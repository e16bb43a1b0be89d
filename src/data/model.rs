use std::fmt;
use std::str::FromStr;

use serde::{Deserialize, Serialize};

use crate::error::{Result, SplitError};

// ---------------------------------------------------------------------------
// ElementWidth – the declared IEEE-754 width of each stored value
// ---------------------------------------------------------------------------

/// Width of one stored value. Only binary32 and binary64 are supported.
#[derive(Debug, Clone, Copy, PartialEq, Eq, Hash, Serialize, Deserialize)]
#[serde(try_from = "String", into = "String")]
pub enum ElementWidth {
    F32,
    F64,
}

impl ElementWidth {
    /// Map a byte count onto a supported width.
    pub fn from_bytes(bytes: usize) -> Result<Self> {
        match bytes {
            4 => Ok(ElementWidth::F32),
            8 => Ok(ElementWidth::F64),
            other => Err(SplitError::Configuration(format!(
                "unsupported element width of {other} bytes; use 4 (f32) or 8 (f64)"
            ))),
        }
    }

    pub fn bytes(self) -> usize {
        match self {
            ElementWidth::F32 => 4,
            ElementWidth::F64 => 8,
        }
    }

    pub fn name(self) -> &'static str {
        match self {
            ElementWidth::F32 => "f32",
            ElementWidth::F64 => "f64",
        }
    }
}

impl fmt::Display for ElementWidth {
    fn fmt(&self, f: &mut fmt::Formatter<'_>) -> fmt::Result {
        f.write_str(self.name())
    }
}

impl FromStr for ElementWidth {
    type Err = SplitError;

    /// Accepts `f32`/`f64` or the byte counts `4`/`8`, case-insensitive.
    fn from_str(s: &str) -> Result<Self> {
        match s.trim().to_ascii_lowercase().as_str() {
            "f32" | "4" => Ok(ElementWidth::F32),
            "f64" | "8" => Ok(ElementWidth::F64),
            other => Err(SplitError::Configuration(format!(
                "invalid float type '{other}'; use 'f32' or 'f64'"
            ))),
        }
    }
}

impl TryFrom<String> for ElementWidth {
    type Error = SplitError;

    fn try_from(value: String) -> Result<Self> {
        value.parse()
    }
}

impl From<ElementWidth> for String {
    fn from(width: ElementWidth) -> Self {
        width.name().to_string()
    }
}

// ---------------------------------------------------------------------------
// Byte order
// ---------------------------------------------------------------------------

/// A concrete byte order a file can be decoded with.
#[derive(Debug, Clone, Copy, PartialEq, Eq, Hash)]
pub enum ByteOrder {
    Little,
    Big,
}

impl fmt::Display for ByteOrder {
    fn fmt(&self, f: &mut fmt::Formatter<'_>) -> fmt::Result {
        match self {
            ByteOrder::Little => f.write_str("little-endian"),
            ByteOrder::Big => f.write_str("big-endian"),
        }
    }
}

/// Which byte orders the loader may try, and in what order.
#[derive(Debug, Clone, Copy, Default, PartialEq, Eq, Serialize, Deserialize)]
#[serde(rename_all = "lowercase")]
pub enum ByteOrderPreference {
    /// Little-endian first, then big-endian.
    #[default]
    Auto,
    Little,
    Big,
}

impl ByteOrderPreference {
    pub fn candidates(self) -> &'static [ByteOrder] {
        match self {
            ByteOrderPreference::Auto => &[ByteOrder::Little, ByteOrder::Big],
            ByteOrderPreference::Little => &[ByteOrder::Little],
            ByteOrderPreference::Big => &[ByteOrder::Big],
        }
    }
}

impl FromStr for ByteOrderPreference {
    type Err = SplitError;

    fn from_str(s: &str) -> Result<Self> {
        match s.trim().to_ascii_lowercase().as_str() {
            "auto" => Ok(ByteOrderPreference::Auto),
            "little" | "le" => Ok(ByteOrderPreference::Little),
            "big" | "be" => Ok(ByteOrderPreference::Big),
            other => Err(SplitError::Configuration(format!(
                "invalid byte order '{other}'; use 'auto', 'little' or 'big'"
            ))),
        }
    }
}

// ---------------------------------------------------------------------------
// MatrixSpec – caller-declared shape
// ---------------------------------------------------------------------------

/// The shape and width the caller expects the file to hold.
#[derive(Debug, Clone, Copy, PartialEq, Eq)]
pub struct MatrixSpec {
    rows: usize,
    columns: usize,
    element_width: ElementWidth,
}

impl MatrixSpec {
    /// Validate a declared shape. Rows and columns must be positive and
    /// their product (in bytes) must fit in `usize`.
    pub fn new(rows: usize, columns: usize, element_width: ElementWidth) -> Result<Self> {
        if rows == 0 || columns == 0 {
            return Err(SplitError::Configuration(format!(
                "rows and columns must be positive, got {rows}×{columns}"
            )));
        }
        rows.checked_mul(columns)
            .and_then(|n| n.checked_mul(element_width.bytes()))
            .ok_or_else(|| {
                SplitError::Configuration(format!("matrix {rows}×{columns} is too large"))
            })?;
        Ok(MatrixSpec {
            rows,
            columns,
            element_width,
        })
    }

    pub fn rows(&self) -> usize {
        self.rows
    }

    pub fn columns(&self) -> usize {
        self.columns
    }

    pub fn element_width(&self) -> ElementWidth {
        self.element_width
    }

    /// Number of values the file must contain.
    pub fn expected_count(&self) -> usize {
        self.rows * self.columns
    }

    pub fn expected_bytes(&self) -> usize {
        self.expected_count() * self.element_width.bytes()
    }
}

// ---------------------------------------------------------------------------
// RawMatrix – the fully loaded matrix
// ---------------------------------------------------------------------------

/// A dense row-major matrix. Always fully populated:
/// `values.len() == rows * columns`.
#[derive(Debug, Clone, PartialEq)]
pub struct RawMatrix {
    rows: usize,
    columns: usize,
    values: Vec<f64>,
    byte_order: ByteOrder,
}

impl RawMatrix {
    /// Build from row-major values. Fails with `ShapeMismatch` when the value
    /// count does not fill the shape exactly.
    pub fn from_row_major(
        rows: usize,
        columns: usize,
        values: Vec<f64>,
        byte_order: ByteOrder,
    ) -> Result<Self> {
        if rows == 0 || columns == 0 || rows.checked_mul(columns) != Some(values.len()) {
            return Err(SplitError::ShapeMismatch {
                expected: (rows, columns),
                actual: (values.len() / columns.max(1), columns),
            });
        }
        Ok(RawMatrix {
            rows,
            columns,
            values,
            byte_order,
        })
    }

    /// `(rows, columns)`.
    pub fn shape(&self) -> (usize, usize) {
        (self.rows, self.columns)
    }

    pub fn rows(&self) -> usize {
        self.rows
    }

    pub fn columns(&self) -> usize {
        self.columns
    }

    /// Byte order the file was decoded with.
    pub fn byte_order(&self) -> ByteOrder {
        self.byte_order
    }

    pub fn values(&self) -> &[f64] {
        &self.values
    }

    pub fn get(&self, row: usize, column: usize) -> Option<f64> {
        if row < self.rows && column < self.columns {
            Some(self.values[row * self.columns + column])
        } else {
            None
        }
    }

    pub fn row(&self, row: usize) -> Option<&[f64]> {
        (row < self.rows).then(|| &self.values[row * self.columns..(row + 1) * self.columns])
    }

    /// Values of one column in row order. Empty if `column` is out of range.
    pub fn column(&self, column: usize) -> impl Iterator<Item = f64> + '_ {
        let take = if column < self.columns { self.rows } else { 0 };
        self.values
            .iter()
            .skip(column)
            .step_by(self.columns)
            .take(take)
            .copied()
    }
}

+--

WHAT TO DO: Find each line of the data above that holds the word "Option", then copy it.

WRITTEN RESPONSE:
    pub fn get(&self, row: usize, column: usize) -> Option<f64> {
    pub fn row(&self, row: usize) -> Option<&[f64]> {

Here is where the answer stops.